The best part about this approach is that behavior problems will, I swear, be nipped in the bud.  Tantrums, defiance and rudeness will not be an issue as the child gets older.  A child that learns, before the age of four, to listen to her parents, be kind to others, clean up after herself and use her words rather than her temper will continue to do so (with consistent reinforcement) when she is older.  A person who feels they need to constantly correct the rudeness of a ten-year-old should have been more diligent when that child was two.  And, like training an elephant, handling a misbehaving two-year-old is a heckuvalot easier than handling an angry and frustrated pre-teen.

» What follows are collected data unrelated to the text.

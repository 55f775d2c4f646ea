//! Option Payoff Functions
//!
//! # Mathematical Definitions
//!
//! ## European Options
//! - **Call**: max(S_T - K, 0)
//! - **Put**: max(K - S_T, 0)
//!
//! ## Path-Dependent Options
//! - **Asian**: arithmetic average over every observation, S_0 included
//! - **Down-and-out barrier**: European payoff unless min(S_t) <= H
//!
//! # Implementation Notes
//!
//! Payoffs are evaluated on [`PathSummary`] values, so the same code serves
//! a materialised [`PathEnsemble`] and the streaming pricer. Vectors returned
//! by [`Payoff::evaluate`] are already discounted by e^(-rT).

use crate::mc::config::MarketParameters;
use crate::mc::simulator::{PathEnsemble, PathSummary};

#[cfg(feature = "serde")]
use serde::{Deserialize, Serialize};

/// Call or put.
#[derive(Debug, Clone, Copy, PartialEq, Eq, Hash)]
#[cfg_attr(feature = "serde", derive(Serialize, Deserialize))]
pub enum OptionSide {
    Call,
    Put,
}

impl OptionSide {
    pub const BOTH: [OptionSide; 2] = [OptionSide::Call, OptionSide::Put];

    #[inline]
    pub fn intrinsic(self, underlying: f64, strike: f64) -> f64 {
        match self {
            OptionSide::Call => (underlying - strike).max(0.0),
            OptionSide::Put => (strike - underlying).max(0.0),
        }
    }
}

/// Instrument families. Each family draws from its own offset of the seed.
#[derive(Debug, Clone, Copy, PartialEq, Eq, Hash)]
#[cfg_attr(feature = "serde", derive(Serialize, Deserialize))]
pub enum InstrumentFamily {
    European,
    Asian,
    Barrier,
}

impl InstrumentFamily {
    pub const fn seed_offset(self) -> u64 {
        match self {
            InstrumentFamily::European => 0,
            InstrumentFamily::Asian => 1,
            InstrumentFamily::Barrier => 2,
        }
    }

    pub const fn name(self) -> &'static str {
        match self {
            InstrumentFamily::European => "european",
            InstrumentFamily::Asian => "asian",
            InstrumentFamily::Barrier => "barrier",
        }
    }
}

/// Supported payoff types
#[derive(Debug, Clone, Copy, PartialEq)]
#[cfg_attr(feature = "serde", derive(Serialize, Deserialize))]
pub enum Payoff {
    /// Terminal price only
    European,
    /// Arithmetic average of the whole path
    Asian,
    /// Knocked out once the path touches or falls below `barrier`
    DownAndOut { barrier: f64 },
}

/// Discounted payoffs, one entry per simulated path.
#[derive(Debug, Clone, PartialEq, Default)]
pub struct PayoffVectors {
    pub call: Vec<f64>,
    pub put: Vec<f64>,
}

impl PayoffVectors {
    pub fn side(&self, side: OptionSide) -> &[f64] {
        match side {
            OptionSide::Call => &self.call,
            OptionSide::Put => &self.put,
        }
    }
}

/// Side-channel statistics of an evaluation. Not used for pricing.
#[derive(Debug, Clone, Copy, PartialEq)]
pub enum PayoffDiagnostics {
    /// Range of simulated terminal prices
    FinalPriceRange { min: f64, max: f64 },
    /// Range of realised path averages
    AverageRange { min: f64, max: f64 },
    /// Knock-out statistics of a barrier evaluation
    KnockOuts { knocked_out: usize, survival_rate: f64 },
}

impl Payoff {
    pub fn family(&self) -> InstrumentFamily {
        match self {
            Payoff::European => InstrumentFamily::European,
            Payoff::Asian => InstrumentFamily::Asian,
            Payoff::DownAndOut { .. } => InstrumentFamily::Barrier,
        }
    }

    /// The path statistic the payoff settles on.
    #[inline]
    fn underlying(&self, summary: &PathSummary) -> f64 {
        match self {
            Payoff::Asian => summary.average,
            Payoff::European | Payoff::DownAndOut { .. } => summary.terminal,
        }
    }

    #[inline]
    pub fn is_knocked_out(&self, summary: &PathSummary) -> bool {
        match self {
            Payoff::DownAndOut { barrier } => summary.minimum <= *barrier,
            Payoff::European | Payoff::Asian => false,
        }
    }

    /// Undiscounted payoff of one path.
    pub fn calculate(&self, summary: &PathSummary, strike: f64, side: OptionSide) -> f64 {
        if self.is_knocked_out(summary) {
            0.0
        } else {
            side.intrinsic(self.underlying(summary), strike)
        }
    }

    /// Undiscounted payoff of a price path `[S_0, S_1, ..., S_T]`.
    pub fn calculate_path(&self, path: &[f64], strike: f64, side: OptionSide) -> f64 {
        self.calculate(&PathSummary::from_prices(path.iter().copied()), strike, side)
    }

    /// Discounted call and put payoffs for every column of `ensemble`.
    pub fn evaluate(&self, ensemble: &PathEnsemble, params: &MarketParameters) -> PayoffVectors {
        self.evaluate_summaries(&ensemble.summaries(), params)
    }

    pub fn evaluate_summaries(
        &self,
        summaries: &[PathSummary],
        params: &MarketParameters,
    ) -> PayoffVectors {
        let discount = params.discount_factor();
        let discounted = |side: OptionSide| -> Vec<f64> {
            summaries
                .iter()
                .map(|summary| discount * self.calculate(summary, params.k, side))
                .collect()
        };
        PayoffVectors {
            call: discounted(OptionSide::Call),
            put: discounted(OptionSide::Put),
        }
    }

    pub fn diagnostics(&self, summaries: &[PathSummary]) -> PayoffDiagnostics {
        match self {
            Payoff::European => {
                let (min, max) = range(summaries.iter().map(|s| s.terminal));
                PayoffDiagnostics::FinalPriceRange { min, max }
            }
            Payoff::Asian => {
                let (min, max) = range(summaries.iter().map(|s| s.average));
                PayoffDiagnostics::AverageRange { min, max }
            }
            Payoff::DownAndOut { .. } => {
                let knocked_out = summaries.iter().filter(|s| self.is_knocked_out(s)).count();
                let survival_rate = if summaries.is_empty() {
                    f64::NAN
                } else {
                    (summaries.len() - knocked_out) as f64 / summaries.len() as f64
                };
                PayoffDiagnostics::KnockOuts {
                    knocked_out,
                    survival_rate,
                }
            }
        }
    }
}

fn range<I: Iterator<Item = f64>>(values: I) -> (f64, f64) {
    values.fold((f64::INFINITY, f64::NEG_INFINITY), |(lo, hi), x| {
        (lo.min(x), hi.max(x))
    })
}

So, while I would totally agree that they are only babies once and that babies need to be loved, I would remind parents that a frown to a twelve-month-old will equal a spank to a two-year-old will equal a month of being grounded to a twelve-year-old will equal six months in juvenile hall to a fifteen-year-old.  Figure that into your calculations while you’re trying to tally up seconds in “time-out” for your little one who has just broken your antique sugar bowl over the dog’s head.  And if these calculations are anywhere near accurate, which I believe they are, then I am indeed justified in bossing the unborn.

“Morgan, settle down, mommy is trying to type.”